[Start of section]

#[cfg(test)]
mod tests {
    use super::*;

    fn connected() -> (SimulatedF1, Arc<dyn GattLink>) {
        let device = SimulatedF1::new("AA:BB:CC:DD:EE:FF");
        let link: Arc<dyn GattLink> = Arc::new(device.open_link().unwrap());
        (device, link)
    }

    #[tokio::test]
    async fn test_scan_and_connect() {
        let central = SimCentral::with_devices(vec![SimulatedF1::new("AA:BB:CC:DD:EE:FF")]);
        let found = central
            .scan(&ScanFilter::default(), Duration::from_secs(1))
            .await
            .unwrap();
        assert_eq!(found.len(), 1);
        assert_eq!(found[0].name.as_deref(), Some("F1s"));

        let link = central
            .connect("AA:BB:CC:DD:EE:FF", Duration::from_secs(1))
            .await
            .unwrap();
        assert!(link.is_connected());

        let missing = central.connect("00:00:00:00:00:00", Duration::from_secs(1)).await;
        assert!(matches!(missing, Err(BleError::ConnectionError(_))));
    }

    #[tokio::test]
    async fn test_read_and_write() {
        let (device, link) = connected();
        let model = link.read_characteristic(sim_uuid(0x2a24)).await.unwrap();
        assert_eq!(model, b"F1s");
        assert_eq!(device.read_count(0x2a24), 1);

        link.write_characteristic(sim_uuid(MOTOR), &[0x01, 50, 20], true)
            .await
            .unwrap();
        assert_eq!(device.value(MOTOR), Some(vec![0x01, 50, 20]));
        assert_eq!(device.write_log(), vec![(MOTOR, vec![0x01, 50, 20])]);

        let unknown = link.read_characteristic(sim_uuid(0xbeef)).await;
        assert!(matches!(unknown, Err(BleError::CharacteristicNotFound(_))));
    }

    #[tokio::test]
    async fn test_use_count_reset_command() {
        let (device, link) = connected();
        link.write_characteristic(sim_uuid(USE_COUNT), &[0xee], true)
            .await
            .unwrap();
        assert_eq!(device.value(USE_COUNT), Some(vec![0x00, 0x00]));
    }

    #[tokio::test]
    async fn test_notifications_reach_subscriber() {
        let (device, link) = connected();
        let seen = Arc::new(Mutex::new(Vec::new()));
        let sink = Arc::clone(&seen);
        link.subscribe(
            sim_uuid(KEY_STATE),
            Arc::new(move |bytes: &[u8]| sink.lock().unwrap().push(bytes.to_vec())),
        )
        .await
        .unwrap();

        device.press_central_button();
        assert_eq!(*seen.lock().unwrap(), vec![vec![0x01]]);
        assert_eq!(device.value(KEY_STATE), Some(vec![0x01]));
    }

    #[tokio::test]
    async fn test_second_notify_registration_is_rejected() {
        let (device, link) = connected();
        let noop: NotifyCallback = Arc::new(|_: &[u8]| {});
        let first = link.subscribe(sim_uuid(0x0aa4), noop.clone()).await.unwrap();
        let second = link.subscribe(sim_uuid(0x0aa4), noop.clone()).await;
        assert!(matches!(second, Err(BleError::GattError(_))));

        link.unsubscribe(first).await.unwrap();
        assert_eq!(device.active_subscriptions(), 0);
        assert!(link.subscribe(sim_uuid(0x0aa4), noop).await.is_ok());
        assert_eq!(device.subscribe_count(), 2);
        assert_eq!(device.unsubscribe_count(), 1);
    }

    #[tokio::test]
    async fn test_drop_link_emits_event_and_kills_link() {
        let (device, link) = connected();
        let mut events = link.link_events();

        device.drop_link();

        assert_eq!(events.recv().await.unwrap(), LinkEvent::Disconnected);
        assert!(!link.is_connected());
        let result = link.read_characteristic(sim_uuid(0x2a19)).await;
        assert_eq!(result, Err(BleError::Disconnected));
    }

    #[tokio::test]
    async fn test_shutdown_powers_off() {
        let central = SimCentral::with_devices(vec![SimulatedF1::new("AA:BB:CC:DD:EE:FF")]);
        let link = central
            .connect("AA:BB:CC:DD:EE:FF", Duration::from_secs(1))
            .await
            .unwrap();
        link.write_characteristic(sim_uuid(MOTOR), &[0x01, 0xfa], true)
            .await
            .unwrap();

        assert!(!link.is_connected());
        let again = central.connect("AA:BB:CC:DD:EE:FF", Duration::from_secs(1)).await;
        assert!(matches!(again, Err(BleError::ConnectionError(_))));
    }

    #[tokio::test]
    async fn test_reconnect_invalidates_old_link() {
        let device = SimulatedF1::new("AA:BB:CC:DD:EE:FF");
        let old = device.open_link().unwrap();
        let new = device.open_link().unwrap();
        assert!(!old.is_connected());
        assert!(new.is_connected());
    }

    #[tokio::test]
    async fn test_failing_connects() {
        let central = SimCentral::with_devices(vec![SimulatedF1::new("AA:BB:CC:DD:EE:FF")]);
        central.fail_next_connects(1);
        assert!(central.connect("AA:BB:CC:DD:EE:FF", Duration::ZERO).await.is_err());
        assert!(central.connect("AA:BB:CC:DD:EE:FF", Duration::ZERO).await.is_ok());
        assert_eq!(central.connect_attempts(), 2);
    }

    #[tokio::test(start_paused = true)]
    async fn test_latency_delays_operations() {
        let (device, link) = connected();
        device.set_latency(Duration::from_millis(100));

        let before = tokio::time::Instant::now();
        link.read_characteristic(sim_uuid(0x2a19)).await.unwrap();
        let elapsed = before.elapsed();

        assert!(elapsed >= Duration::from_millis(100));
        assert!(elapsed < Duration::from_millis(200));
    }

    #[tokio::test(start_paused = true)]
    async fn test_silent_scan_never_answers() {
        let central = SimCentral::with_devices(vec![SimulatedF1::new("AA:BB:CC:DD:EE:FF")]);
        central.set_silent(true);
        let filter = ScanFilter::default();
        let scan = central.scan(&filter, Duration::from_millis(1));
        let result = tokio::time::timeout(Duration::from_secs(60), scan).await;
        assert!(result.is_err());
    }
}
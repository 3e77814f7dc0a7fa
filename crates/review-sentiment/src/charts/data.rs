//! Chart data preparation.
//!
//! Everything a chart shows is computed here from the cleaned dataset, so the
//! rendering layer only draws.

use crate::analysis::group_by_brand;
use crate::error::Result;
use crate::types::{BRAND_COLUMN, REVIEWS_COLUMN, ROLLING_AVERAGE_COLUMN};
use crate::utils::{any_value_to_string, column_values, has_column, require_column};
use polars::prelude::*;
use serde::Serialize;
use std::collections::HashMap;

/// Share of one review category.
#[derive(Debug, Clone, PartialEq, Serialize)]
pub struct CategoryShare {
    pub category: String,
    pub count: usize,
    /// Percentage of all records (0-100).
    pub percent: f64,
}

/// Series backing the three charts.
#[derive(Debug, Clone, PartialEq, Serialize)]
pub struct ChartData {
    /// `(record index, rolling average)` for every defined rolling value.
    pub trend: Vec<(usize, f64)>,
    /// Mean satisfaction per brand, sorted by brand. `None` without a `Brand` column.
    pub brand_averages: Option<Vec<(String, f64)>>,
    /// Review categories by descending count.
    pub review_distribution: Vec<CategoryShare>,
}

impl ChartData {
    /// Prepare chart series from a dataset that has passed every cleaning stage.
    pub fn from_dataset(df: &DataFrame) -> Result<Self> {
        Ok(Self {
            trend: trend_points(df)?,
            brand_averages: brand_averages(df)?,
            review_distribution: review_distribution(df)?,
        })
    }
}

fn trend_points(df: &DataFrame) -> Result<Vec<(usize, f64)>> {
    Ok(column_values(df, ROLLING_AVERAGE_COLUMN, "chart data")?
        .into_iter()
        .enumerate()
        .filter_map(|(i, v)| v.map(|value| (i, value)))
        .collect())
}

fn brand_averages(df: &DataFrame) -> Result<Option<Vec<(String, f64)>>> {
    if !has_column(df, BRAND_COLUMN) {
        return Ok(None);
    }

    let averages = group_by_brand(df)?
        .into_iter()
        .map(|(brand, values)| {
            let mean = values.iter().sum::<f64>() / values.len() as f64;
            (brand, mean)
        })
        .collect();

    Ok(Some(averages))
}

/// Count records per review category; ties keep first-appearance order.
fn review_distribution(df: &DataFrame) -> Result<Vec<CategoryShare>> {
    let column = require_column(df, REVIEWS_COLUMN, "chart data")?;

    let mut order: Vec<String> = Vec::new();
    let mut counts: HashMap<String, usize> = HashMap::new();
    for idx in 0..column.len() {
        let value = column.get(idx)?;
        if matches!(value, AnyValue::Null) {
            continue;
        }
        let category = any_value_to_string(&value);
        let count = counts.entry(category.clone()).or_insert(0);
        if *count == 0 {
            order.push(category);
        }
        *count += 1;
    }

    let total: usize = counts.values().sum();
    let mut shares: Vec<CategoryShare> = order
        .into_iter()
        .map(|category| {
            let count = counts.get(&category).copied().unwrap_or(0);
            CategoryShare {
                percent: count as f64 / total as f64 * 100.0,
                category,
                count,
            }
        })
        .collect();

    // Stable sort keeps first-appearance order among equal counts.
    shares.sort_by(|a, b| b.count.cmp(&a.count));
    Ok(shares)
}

[End of section]

- YOUR OBJECTIVE
Would you copy, unchanged, the stretch of the records above that begins at the line containing "defined rolling value." and ends at the line containing "keep first-appearance order.", and only that?

- ANSWER AREA
    /// `(record index, rolling average)` for every defined rolling value.
    pub trend: Vec<(usize, f64)>,
    /// Mean satisfaction per brand, sorted by brand. `None` without a `Brand` column.
    pub brand_averages: Option<Vec<(String, f64)>>,
    /// Review categories by descending count.
    pub review_distribution: Vec<CategoryShare>,
}

impl ChartData {
    /// Prepare chart series from a dataset that has passed every cleaning stage.
    pub fn from_dataset(df: &DataFrame) -> Result<Self> {
        Ok(Self {
            trend: trend_points(df)?,
            brand_averages: brand_averages(df)?,
            review_distribution: review_distribution(df)?,
        })
    }
}

fn trend_points(df: &DataFrame) -> Result<Vec<(usize, f64)>> {
    Ok(column_values(df, ROLLING_AVERAGE_COLUMN, "chart data")?
        .into_iter()
        .enumerate()
        .filter_map(|(i, v)| v.map(|value| (i, value)))
        .collect())
}

fn brand_averages(df: &DataFrame) -> Result<Option<Vec<(String, f64)>>> {
    if !has_column(df, BRAND_COLUMN) {
        return Ok(None);
    }

    let averages = group_by_brand(df)?
        .into_iter()
        .map(|(brand, values)| {
            let mean = values.iter().sum::<f64>() / values.len() as f64;
            (brand, mean)
        })
        .collect();

    Ok(Some(averages))
}

/// Count records per review category; ties keep first-appearance order.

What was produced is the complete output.